Le Directeur général des élections s’est prononcé, le gouvernement Charest s’est aussitôt opposé: il n’y aura pas de bureaux de scrutin dans les établissements scolaires, point final. Le Parti libéral n’est cependant pas le seul à éviter d’encourager le vote des jeunes. Sans pousser à l’abstentionnisme, la Coalition large pour une solidarité syndicale étudiante (CLASSE) se garde toutefois d’inviter les étudiants à s’exprimer aux prochaines élections.

«On a décidé de ne pas s’inviter dans le débat électoral, car nous ne croyons pas que l’élection est une solution suffisante pour régler la crise sociale actuelle, explique la co-porte-parole de la CLASSE Camille Robert. On incite à la poursuite de la grève.» Une position qui honore le caractère très militant qui caractérise la CLASSE et qui reste aussi fidèle à la vision de la démocratie énoncée dans son manifeste, rappelle la co-porte-parole. «Nous portons un regard très critique sur la démocratie actuelle, affirme-t-elle. Ce que l’on souhaite, c’est une démocratie plus participative, dans laquelle les gens peuvent s’exprimer plus qu’une fois aux quatre ans.»

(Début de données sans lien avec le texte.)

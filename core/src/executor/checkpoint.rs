use std::collections::HashMap;
use std::sync::Arc;

use crate::error::EngineError;
use crate::executor::checks::{build_check, CheckRegistry, ExitCodeCheck};
use crate::executor::graph::Graph;
use crate::executor::traits::UnitCheck;
use crate::executor::types::{CheckpointResult, ExecutionOutput, FailedCheck, Unit};

/// A compiled checkpoint: a named set of independent checks.
#[derive(Clone)]
pub struct Checkpoint {
    pub name: String,
    checks: Vec<Arc<dyn UnitCheck>>,
}

impl std::fmt::Debug for Checkpoint {
    fn fmt(&self, f: &mut std::fmt::Formatter<'_>) -> std::fmt::Result {
        let names: Vec<&str> = self.checks.iter().map(|c| c.name()).collect();
        f.debug_struct("Checkpoint")
            .field("name", &self.name)
            .field("checks", &names)
            .finish()
    }
}

impl Checkpoint {
    pub fn new(name: impl Into<String>, checks: Vec<Arc<dyn UnitCheck>>) -> Self {
        Self {
            name: name.into(),
            checks,
        }
    }

    pub fn len(&self) -> usize {
        self.checks.len()
    }

    pub fn is_empty(&self) -> bool {
        self.checks.is_empty()
    }

    /// Run every check; never stops at the first failure.
    pub fn evaluate(&self, unit: &Unit, output: &ExecutionOutput) -> CheckpointResult {
        let failed_checks = self
            .checks
            .iter()
            .filter_map(|check| {
                check
                    .check(unit, output)
                    .err()
                    .map(|reason| FailedCheck::new(check.name(), reason))
            })
            .collect();
        CheckpointResult::from_failures(self.name.clone(), failed_checks)
    }
}

/// Checkpoints for every unit of a graph, compiled before the run.
#[derive(Debug, Clone, Default)]
pub struct CheckpointValidator {
    checkpoints: HashMap<String, Checkpoint>,
}

impl CheckpointValidator {
    /// Compile every unit's checkpoint. Units without checks get an
    /// implicit `exit_code == 0` check.
    pub fn compile(graph: &Graph, registry: &CheckRegistry) -> Result<Self, EngineError> {
        let mut checkpoints = HashMap::with_capacity(graph.len());

        for unit in graph.units() {
            let checks = if unit.checkpoint.checks.is_empty() {
                vec![Arc::new(ExitCodeCheck { expect: 0 }) as Arc<dyn UnitCheck>]
            } else {
                unit.checkpoint
                    .checks
                    .iter()
                    .map(|spec| build_check(spec, registry))
                    .collect::<Result<Vec<_>, _>>()
                    .map_err(|source| EngineError::InvalidCheckpoint {
                        unit_id: unit.id.clone(),
                        source,
                    })?
            };
            checkpoints.insert(
                unit.id.clone(),
                Checkpoint::new(unit.checkpoint.name.clone(), checks),
            );
        }

        Ok(Self { checkpoints })
    }

    pub fn checkpoint(&self, unit_id: &str) -> Option<&Checkpoint> {
        self.checkpoints.get(unit_id)
    }

    /// Evaluate `unit`'s checkpoint against `output`. Read-only.
    pub fn evaluate(&self, unit: &Unit, output: &ExecutionOutput) -> CheckpointResult {
        match self.checkpoints.get(&unit.id) {
            Some(checkpoint) => checkpoint.evaluate(unit, output),
            None => Checkpoint::new(
                unit.checkpoint.name.clone(),
                vec![Arc::new(ExitCodeCheck { expect: 0 })],
            )
            .evaluate(unit, output),
        }
    }
}
use std::path::PathBuf;

use serde::{Deserialize, Serialize};

use crate::error::{ExecutionError, ScopeConflict};

/// What an executor hands back for one attempt.
#[derive(Debug, Clone, Default, PartialEq, Serialize, Deserialize)]
pub struct ExecutionOutput {
    /// Exit code (0 = success, non-zero = failure)
    pub exit_code: i32,

    /// Captured stdout (may be truncated)
    pub stdout: String,

    /// Captured stderr (may be truncated)
    pub stderr: String,

    /// Execution duration in milliseconds
    pub duration_ms: u64,

    /// Directory the work ran in; relative `file_exists` checks resolve here.
    pub workdir: Option<PathBuf>,

    /// Free-form executor data.
    #[serde(default)]
    pub metadata: serde_json::Value,
}

impl ExecutionOutput {
    pub fn success(stdout: impl Into<String>) -> Self {
        Self {
            stdout: stdout.into(),
            ..Self::default()
        }
    }

    pub fn with_exit_code(mut self, exit_code: i32) -> Self {
        self.exit_code = exit_code;
        self
    }

    pub fn with_workdir(mut self, workdir: impl Into<PathBuf>) -> Self {
        self.workdir = Some(workdir.into());
        self
    }
}

/// A single failed check: which check and why.
#[derive(Debug, Clone, PartialEq, Eq, Serialize, Deserialize)]
pub struct FailedCheck {
    pub check: String,
    pub reason: String,
}

impl FailedCheck {
    pub fn new(check: impl Into<String>, reason: impl Into<String>) -> Self {
        Self {
            check: check.into(),
            reason: reason.into(),
        }
    }

    /// Executor errors count as a failed `execution` check.
    pub fn from_execution_error(err: &ExecutionError) -> Self {
        Self::new("execution", err.to_string())
    }

    pub fn from_scope_conflict(conflict: &ScopeConflict) -> Self {
        Self::new("workspace", conflict.to_string())
    }

    pub fn blocked_by(dependency: &str) -> Self {
        Self::new(
            "dependency",
            format!("dependency '{dependency}' ended blocked"),
        )
    }
}

/// Verdict of one checkpoint evaluation.
#[derive(Debug, Clone, PartialEq, Eq, Serialize, Deserialize)]
pub struct CheckpointResult {
    pub checkpoint: String,
    pub passed: bool,
    pub failed_checks: Vec<FailedCheck>,
}

impl CheckpointResult {
    pub fn from_failures(checkpoint: impl Into<String>, failed_checks: Vec<FailedCheck>) -> Self {
        Self {
            checkpoint: checkpoint.into(),
            passed: failed_checks.is_empty(),
            failed_checks,
        }
    }

    pub fn reasons(&self) -> impl Iterator<Item = &str> {
        self.failed_checks.iter().map(|f| f.reason.as_str())
    }
}

/// History entry for one execution attempt.
#[derive(Debug, Clone, PartialEq, Serialize, Deserialize)]
pub struct AttemptRecord {
    pub attempt: u32,
    pub duration_ms: u64,
    pub passed: bool,
    pub failed_checks: Vec<FailedCheck>,
}

#[cfg(test)]
mod tests {
    use super::*;
    use std::time::Duration;

    #[test]
    fn checkpoint_passes_only_without_failures() {
        assert!(CheckpointResult::from_failures("c", Vec::new()).passed);
        let failed = CheckpointResult::from_failures("c", vec![FailedCheck::new("x", "nope")]);
        assert!(!failed.passed);
        assert_eq!(failed.reasons().collect::<Vec<_>>(), vec!["nope"]);
    }

    #[test]
    fn timeout_becomes_execution_check() {
        let f = FailedCheck::from_execution_error(&ExecutionError::Timeout(Duration::from_secs(2)));
        assert_eq!(f.check, "execution");
        assert!(f.reason.contains("ExecutionTimeoutError"));
    }
}
use std::path::{Path, PathBuf};

use anyhow::Context;

use super::types::AppConfig;

/// Get the default gantry data directory: ~/.gantry
pub fn get_gantry_data_dir() -> anyhow::Result<PathBuf> {
    let home = std::env::var("HOME")
        .or_else(|_| std::env::var("USERPROFILE"))
        .map_err(|_| anyhow::anyhow!("Cannot determine home directory"))?;
    Ok(PathBuf::from(home).join(".gantry"))
}

/// Read and parse one config file.
pub fn load_from(path: &Path) -> anyhow::Result<AppConfig> {
    let s = std::fs::read_to_string(path)
        .with_context(|| format!("failed to read config file {}", path.display()))?;
    toml::from_str::<AppConfig>(&s)
        .with_context(|| format!("failed to parse config file {}", path.display()))
}

/// Load config: explicit path, else ~/.gantry/config.toml, else
/// ./gantry.toml, else defaults. Environment overrides are applied last.
pub fn load(explicit: Option<&Path>) -> anyhow::Result<AppConfig> {
    let mut cfg = match explicit {
        Some(path) => {
            let expanded = shellexpand::tilde(&path.to_string_lossy()).into_owned();
            load_from(Path::new(&expanded))?
        }
        None => load_discovered()?,
    };

    apply_env_overrides(&mut cfg, |key| std::env::var(key).ok())?;
    Ok(cfg)
}

pub fn load_default() -> anyhow::Result<AppConfig> {
    load(None)
}

fn load_discovered() -> anyhow::Result<AppConfig> {
    // Priority 1: ~/.gantry/config.toml
    let gantry_dir = get_gantry_data_dir().ok();
    let user_config = gantry_dir.as_ref().map(|dir| dir.join("config.toml"));

    // Priority 2: ./gantry.toml (current directory)
    let local_config = Path::new("gantry.toml");

    let mut cfg = match user_config {
        Some(ref path) if path.exists() => load_from(path)?,
        _ if local_config.exists() => load_from(local_config)?,
        _ => AppConfig::default(),
    };

    // File logs default to ~/.gantry/logs
    let directory_unset = cfg
        .logging
        .directory
        .as_ref()
        .map(|s| s.trim().is_empty())
        .unwrap_or(true);
    if directory_unset {
        if let Some(dir) = gantry_dir {
            cfg.logging.directory = Some(dir.join("logs").to_string_lossy().to_string());
        }
    }

    Ok(cfg)
}

/// Apply `GANTRY_*` overrides using `lookup` to read variables.
pub fn apply_env_overrides<F>(cfg: &mut AppConfig, lookup: F) -> anyhow::Result<()>
where
    F: Fn(&str) -> Option<String>,
{
    let var = |key: &str| lookup(key).filter(|v| !v.trim().is_empty());

    if let Some(v) = var("GANTRY_MAX_ATTEMPTS") {
        cfg.executor.max_attempts = v
            .trim()
            .parse()
            .with_context(|| format!("GANTRY_MAX_ATTEMPTS must be a non-negative integer, got '{v}'"))?;
    }
    if let Some(v) = var("GANTRY_UNIT_TIMEOUT_SECS") {
        let secs: u64 = v
            .trim()
            .parse()
            .with_context(|| format!("GANTRY_UNIT_TIMEOUT_SECS must be an integer, got '{v}'"))?;
        cfg.executor.per_unit_timeout_seconds = (secs > 0).then_some(secs);
    }
    if let Some(v) = var("GANTRY_FAIL_FAST") {
        cfg.executor.fail_fast = parse_bool(&v)
            .with_context(|| format!("GANTRY_FAIL_FAST must be true or false, got '{v}'"))?;
    }
    if let Some(v) = var("GANTRY_LOG_LEVEL") {
        cfg.logging.level = v.trim().to_string();
    }

    Ok(())
}

fn parse_bool(v: &str) -> anyhow::Result<bool> {
    match v.trim().to_ascii_lowercase().as_str() {
        "1" | "true" | "yes" | "on" => Ok(true),
        "0" | "false" | "no" | "off" => Ok(false),
        _ => Err(anyhow::anyhow!("not a boolean")),
    }
}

Sourd aux directives du premier ministre et soucieux d’encourager le vote étudiant, un comité de l’Association étudiante de l’École des sciences de la gestion (AEESG) a décidé de proposer l’installation de bureaux de vote dans l’enceinte de l’Université du peuple. Le projet s’est toutefois buté à un mur dès qu’il fut présenté aux autres associations étudiantes de l’UQAM. Le 17 juillet dernier, l’étudiant à la maîtrise en économie et co-initiateur du projet, Renaud Gignac, a présenté son idée lors d’une rencontre interfacultaire rassemblant cinq des sept associations étudiantes. Les représentants des associations étudiantes de langues et communication (AFELC), du secteur des sciences (AESS), de politique et de droit (AFESPED) et des arts (AFEA), toutes membres de la CLASSE, ont exprimé un «malaise généralisé» face au projet qui a aussitôt été relégué aux oubliettes. Les associations des facultés des sciences de l’éducation (ADEESE) et des sciences humaines (AFESH) étaient absentes de la rencontre.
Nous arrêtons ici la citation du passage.